When you look at our science and technology workforce we’re number 12 or thereabouts in the OECD table. Interestingly, touching briefly on the gender issue, 37% of our science and technology workforce is female. We are the three bottom countries in the OCED.

The issue of university pre-requisites has come up frequently. What was the signal when most of the universities stopped listing putting pre-requisites for certain studies?

I’m as guilty as anybody; I was a vice-chancellor for sixteen years and I guess we did that too. I probably didn’t quite understand it at the time the impact that that would have, the signal that would go back into the school system. What is important?

I suspect some of the shift we see in mathematics, from the “hard level” advanced to general “third level” mathematics is probably because there isn’t the requirement to do it, and because the school students are told ‘don’t do that unless you’re going to get a perfect score, it’ll help you,’ but of course it helps the school as many newspapers in the country, put out the league table every year, according to the number of people who get high scores in year 12 exams.

There is a question about whether to make science and maths compulsory.  There are presently 110,000 or so year 12 students taking a science subject, which is about 52% of the total. If you take psychology out of that, as psychology’s the one real growth area (so take it out only for that one reason, I’m not suggesting any other reason) then it drops down to about 47%. So what’s the right number? I think I’m going to take the line that build it and they will come, because I can’t justify 50 or 60 or 70%, I could justify a 100% by making it compulsory, but justifying anything between where it is and 100% is much harder, so I think we’ve actually got to address the core issues and see where it takes us for a while.
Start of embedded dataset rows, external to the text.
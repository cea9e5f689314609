use app_core::extractors::AppPath;
use axum::debug_handler;
use axum::extract::State;
use axum::response::{IntoResponse, Redirect};
use tower_cookies::cookie::{SameSite, time};
use tower_cookies::{Cookie, Cookies};

use super::COOKIE_PKCE_VERIFIER;
use crate::domain::inout::prelude::*;
use crate::inbound::state::AuthState;

#[debug_handler]
pub async fn social_login(
    State(state): State<AuthState>,
    cookies: Cookies,
    AppPath(provider): AppPath<String>,
) -> impl IntoResponse {
    state.login.social_login(SocialLoginInput { provider }).await.map(|output| {
        let cookie = Cookie::build((COOKIE_PKCE_VERIFIER, output.pkce_verifier))
            .http_only(true)
            .secure(true)
            .path("/")
            .max_age(time::Duration::minutes(5))
            .same_site(SameSite::Lax)
            .build();

        cookies.private(&state.cookie_key).add(cookie);

        Redirect::to(&output.auth_url)
    })
}
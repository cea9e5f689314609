pub mod callback;
pub mod login;
pub mod messages;

/// Private cookie holding the serialized session.
pub const COOKIE_SESSION: &str = "__session";
/// Private cookie holding the PKCE verifier between login start and callback.
pub const COOKIE_PKCE_VERIFIER: &str = "__pkce_verifier";
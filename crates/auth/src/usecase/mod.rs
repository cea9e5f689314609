pub mod callback;
pub mod login;
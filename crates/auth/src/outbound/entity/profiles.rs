use sea_orm::entity::prelude::*;

#[derive(Clone, Debug, PartialEq, Eq, DeriveEntityModel)]
#[sea_orm(table_name = "profiles")]
pub struct Model {
    /// Same value as the identity id (`auth.users.id`).
    #[sea_orm(primary_key, auto_increment = false)]
    pub id: Uuid,
    pub full_name: Option<String>,
    pub created_at: DateTimeWithTimeZone,
}

#[derive(Copy, Clone, Debug, EnumIter, DeriveRelation)]
pub enum Relation {}

impl ActiveModelBehavior for ActiveModel {}
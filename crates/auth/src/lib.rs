mod domain;
mod inbound;
mod outbound;
mod usecase;

use std::sync::Arc;

use app_core::config::Config;
use app_core::identity::IdentityProvider;
pub use inbound::router::create_router;
pub use inbound::state::AuthState;
use sea_orm::DatabaseConnection;
use tower_cookies::Key;

use crate::outbound::orm::ProfileORM;
use crate::usecase::callback::CallbackService;
use crate::usecase::login::LoginService;

pub struct Dependency {
    pub db: Arc<DatabaseConnection>,
    pub config: Arc<Config>,
    pub identity: Arc<dyn IdentityProvider>,
    pub cookie_key: Key,
}

pub fn new(dep: Dependency) -> AuthState {
    let profiles = Arc::new(ProfileORM::new(dep.db));

    let callback_svc = Arc::new(CallbackService::new(dep.config.clone(), dep.identity.clone(), profiles));
    let login_svc = Arc::new(LoginService::new(dep.config.clone(), dep.identity));

    AuthState::new(dep.cookie_key, dep.config, callback_svc, login_svc)
}
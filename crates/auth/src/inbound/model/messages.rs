use serde::Serialize;

#[derive(Debug, Serialize)]
pub struct ReasonMessageResponse {
    pub reason: String,
    pub message: String,
}
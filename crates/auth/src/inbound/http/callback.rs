use app_core::config::Config;
use app_core::identity::Session;
use axum::debug_handler;
use axum::extract::{OriginalUri, State};
use axum::response::Redirect;
use tower_cookies::cookie::{SameSite, time};
use tower_cookies::{Cookie, Cookies};

use super::{COOKIE_PKCE_VERIFIER, COOKIE_SESSION};
use crate::domain::inout::prelude::*;
use crate::inbound::state::AuthState;

const SESSION_MAX_AGE_DAYS: i64 = 7;

fn removal(name: &'static str) -> Cookie<'static> {
    Cookie::build((name, "")).path("/").build()
}

/// `app.base_url`, or relative redirects when it is unset or unreadable.
fn base_url(config: &Config) -> String {
    config.get_or("app.base_url", String::new()).unwrap_or_else(|e| {
        tracing::warn!("Invalid app.base_url, using relative redirects: {:?}", e);
        String::new()
    })
}

#[debug_handler]
pub async fn auth_callback(
    State(state): State<AuthState>,
    cookies: Cookies,
    OriginalUri(uri): OriginalUri,
) -> Redirect {
    let private = cookies.private(&state.cookie_key);

    let session = private.get(COOKIE_SESSION).and_then(|cookie| {
        serde_json::from_str::<Session>(cookie.value())
            .inspect_err(|e| tracing::warn!("Ignoring malformed session cookie: {:?}", e))
            .ok()
    });
    let code_verifier = private.get(COOKIE_PKCE_VERIFIER).map(|cookie| cookie.value().to_string());

    let output = state.callback.handle_callback(CallbackInput { uri: uri.to_string(), session, code_verifier }).await;

    tracing::debug!(
        trail = ?output.trail,
        failed = output.error.is_some(),
        warnings = output.warnings.len(),
        "Callback flow finished"
    );

    private.remove(removal(COOKIE_PKCE_VERIFIER));

    match output.session.as_ref().map(serde_json::to_string) {
        Some(Ok(value)) => {
            let cookie = Cookie::build((COOKIE_SESSION, value))
                .http_only(true)
                .secure(true)
                .path("/")
                .max_age(time::Duration::days(SESSION_MAX_AGE_DAYS))
                .same_site(SameSite::Lax)
                .build();
            private.add(cookie);
        },
        Some(Err(e)) => {
            tracing::error!("Failed to serialize session cookie: {:?}", e);
            private.remove(removal(COOKIE_SESSION));
        },
        None => private.remove(removal(COOKIE_SESSION)),
    }

    Redirect::to(&output.redirect.location(&base_url(&state.config)))
}
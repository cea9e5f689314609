pub mod entity;
pub mod orm;
pub mod repository;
We need to do something about science literacy in this country. I’m sure all of you here sit with your mouths hanging open when you read what passes for public scientific debate in this country.

I won’t name any but I’m sure you can think of them too, and so we need to lift that level of scientific literacy. When I opened the AMSI Summer School in the Mathematical Sciences at UNSW a couple of weeks ago, Geoff [Prince, AMSI Director] asked the students how many of them were doing maths against the wishes of their parents, and a surprisingly large number put up their hands.

That brings me to that last point, and that is our federation. We can recommend that the national government look at some of these activities from a particular national interest perspective, and I think there is a national interest embedded through all of this. Sometimes, the national interest is so important that you have to negotiate a way to elevate them to the point where everybody sees they’re important.

That’s what we need to do with science, maths, engineering, technology and STEM, all of them importantly. Their importance needs to be articulated clearly and frequently so that people who live in this country can understand that these are critical areas for our future; the better we accomplish that now, the better the future will be. Simply thinking in the old Australian way of she’ll be right, we’ll get over it and if we need the skills we’ll import them, isn’t sufficient. There’s no guarantee that it will happen like that, or that we’ll be able to import those skills when we need them with the appropriate mix of skills that we need.

We’ve got to do a bit for ourselves here; we’ve got to do it seriously, and we’ve got to be willing to accept the change and the consequences of doing it seriously. Thank you.